◆ What to do
Make an exact copy of the lines starting at the top of the listing below and ending at the line that contains "and the rule.", inclusive.
════════
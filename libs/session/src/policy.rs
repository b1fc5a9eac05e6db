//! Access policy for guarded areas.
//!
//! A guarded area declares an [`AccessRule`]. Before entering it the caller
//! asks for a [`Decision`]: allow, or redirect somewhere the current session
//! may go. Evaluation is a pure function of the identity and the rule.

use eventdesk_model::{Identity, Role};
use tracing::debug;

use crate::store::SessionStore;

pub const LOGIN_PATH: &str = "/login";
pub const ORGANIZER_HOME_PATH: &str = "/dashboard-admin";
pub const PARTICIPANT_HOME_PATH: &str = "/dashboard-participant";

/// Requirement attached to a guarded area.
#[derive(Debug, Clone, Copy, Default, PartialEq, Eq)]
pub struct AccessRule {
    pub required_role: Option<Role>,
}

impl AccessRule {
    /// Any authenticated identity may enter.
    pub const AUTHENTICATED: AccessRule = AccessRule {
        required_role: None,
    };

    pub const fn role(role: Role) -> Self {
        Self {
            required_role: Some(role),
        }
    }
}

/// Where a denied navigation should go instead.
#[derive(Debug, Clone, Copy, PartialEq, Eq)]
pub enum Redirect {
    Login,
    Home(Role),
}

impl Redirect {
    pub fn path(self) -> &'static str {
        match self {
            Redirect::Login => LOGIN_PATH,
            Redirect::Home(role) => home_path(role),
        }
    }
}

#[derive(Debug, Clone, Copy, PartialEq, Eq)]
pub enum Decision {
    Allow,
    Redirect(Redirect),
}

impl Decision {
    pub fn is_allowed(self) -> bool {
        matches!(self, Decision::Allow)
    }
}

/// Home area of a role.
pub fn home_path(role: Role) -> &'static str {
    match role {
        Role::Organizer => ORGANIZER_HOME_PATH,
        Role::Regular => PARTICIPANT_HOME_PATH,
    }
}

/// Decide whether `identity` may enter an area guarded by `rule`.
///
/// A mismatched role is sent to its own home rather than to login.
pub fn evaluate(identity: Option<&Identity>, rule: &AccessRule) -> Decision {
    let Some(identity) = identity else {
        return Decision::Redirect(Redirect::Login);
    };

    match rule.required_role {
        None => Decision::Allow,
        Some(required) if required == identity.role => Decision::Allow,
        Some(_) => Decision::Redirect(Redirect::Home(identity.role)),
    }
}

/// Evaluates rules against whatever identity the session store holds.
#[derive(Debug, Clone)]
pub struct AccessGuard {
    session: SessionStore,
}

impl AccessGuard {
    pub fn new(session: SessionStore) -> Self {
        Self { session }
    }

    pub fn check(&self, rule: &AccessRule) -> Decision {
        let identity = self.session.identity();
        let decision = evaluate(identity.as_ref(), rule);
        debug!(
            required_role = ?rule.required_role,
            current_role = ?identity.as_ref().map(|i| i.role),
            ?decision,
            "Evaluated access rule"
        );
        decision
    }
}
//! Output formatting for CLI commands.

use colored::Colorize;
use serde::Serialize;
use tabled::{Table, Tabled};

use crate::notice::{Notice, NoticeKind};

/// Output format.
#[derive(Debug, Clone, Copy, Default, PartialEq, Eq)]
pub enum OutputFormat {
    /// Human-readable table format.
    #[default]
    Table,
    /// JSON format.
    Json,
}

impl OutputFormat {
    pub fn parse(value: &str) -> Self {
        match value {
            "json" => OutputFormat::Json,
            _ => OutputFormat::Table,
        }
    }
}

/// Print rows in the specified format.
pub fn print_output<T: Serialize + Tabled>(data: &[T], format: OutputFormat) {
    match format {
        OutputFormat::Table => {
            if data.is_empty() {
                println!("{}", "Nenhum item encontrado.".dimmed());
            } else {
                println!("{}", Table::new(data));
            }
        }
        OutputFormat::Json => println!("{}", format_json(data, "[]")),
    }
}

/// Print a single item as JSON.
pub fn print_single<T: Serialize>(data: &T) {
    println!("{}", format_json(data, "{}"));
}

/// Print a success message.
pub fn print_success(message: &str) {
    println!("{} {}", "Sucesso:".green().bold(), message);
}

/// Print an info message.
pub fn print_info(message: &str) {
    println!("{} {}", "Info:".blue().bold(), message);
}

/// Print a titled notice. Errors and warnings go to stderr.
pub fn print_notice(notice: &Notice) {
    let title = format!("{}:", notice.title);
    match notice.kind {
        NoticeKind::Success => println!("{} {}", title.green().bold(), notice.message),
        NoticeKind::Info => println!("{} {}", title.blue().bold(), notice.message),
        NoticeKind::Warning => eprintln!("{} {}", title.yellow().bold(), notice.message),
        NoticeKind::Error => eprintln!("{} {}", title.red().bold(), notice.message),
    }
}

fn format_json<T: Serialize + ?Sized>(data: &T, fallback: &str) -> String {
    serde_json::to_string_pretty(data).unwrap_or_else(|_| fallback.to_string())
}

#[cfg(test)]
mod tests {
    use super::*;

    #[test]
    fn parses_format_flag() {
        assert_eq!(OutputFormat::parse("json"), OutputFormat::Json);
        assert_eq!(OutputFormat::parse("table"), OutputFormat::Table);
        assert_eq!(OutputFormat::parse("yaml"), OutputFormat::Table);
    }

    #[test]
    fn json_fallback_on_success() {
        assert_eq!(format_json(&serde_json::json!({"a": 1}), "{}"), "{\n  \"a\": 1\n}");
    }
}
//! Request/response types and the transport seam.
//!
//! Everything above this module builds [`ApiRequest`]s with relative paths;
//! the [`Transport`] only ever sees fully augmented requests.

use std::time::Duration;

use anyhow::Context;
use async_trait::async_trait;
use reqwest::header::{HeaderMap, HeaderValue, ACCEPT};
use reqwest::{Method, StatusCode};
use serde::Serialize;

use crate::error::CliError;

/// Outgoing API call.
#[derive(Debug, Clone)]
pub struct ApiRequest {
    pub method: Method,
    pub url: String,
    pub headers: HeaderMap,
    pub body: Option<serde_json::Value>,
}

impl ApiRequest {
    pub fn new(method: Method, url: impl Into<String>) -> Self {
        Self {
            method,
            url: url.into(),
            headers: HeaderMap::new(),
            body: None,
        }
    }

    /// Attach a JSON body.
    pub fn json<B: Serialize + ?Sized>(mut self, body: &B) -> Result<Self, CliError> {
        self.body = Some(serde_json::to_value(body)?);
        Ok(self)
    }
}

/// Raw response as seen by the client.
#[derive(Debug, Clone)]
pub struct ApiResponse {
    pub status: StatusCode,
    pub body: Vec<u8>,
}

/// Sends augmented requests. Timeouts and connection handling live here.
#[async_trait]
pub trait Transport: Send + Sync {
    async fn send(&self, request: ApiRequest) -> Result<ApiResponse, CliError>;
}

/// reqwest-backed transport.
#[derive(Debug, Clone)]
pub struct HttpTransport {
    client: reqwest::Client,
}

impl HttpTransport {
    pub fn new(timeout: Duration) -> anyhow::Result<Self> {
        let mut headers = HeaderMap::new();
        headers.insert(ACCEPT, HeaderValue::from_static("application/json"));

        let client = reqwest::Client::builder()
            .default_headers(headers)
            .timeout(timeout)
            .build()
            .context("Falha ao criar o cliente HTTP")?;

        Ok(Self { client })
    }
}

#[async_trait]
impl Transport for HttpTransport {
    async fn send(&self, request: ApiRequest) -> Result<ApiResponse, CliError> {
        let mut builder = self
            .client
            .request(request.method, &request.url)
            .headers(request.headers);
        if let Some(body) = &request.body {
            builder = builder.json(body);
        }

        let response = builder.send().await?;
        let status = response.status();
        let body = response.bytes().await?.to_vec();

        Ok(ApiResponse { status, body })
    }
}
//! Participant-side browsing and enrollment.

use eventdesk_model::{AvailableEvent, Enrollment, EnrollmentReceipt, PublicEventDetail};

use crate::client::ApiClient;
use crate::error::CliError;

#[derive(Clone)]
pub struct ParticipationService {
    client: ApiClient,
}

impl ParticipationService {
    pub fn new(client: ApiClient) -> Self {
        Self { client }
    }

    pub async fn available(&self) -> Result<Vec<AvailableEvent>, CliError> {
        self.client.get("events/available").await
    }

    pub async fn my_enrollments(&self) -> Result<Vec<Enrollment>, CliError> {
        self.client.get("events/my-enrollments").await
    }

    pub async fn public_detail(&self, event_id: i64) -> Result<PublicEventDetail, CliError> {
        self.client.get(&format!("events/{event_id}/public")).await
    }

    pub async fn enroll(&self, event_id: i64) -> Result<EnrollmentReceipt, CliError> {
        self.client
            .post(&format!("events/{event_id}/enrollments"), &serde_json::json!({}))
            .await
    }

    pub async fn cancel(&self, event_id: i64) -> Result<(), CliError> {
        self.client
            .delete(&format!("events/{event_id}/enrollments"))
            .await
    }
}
════════
◆ Written response
filename libs/session/src/policy.rs
repository b1fc5a9eac05e6db
//! Access policy for guarded areas.
//!
//! A guarded area declares an [`AccessRule`]. Before entering it the caller
//! asks for a [`Decision`]: allow, or redirect somewhere the current session
//! may go. Evaluation is a pure function of the identity and the rule.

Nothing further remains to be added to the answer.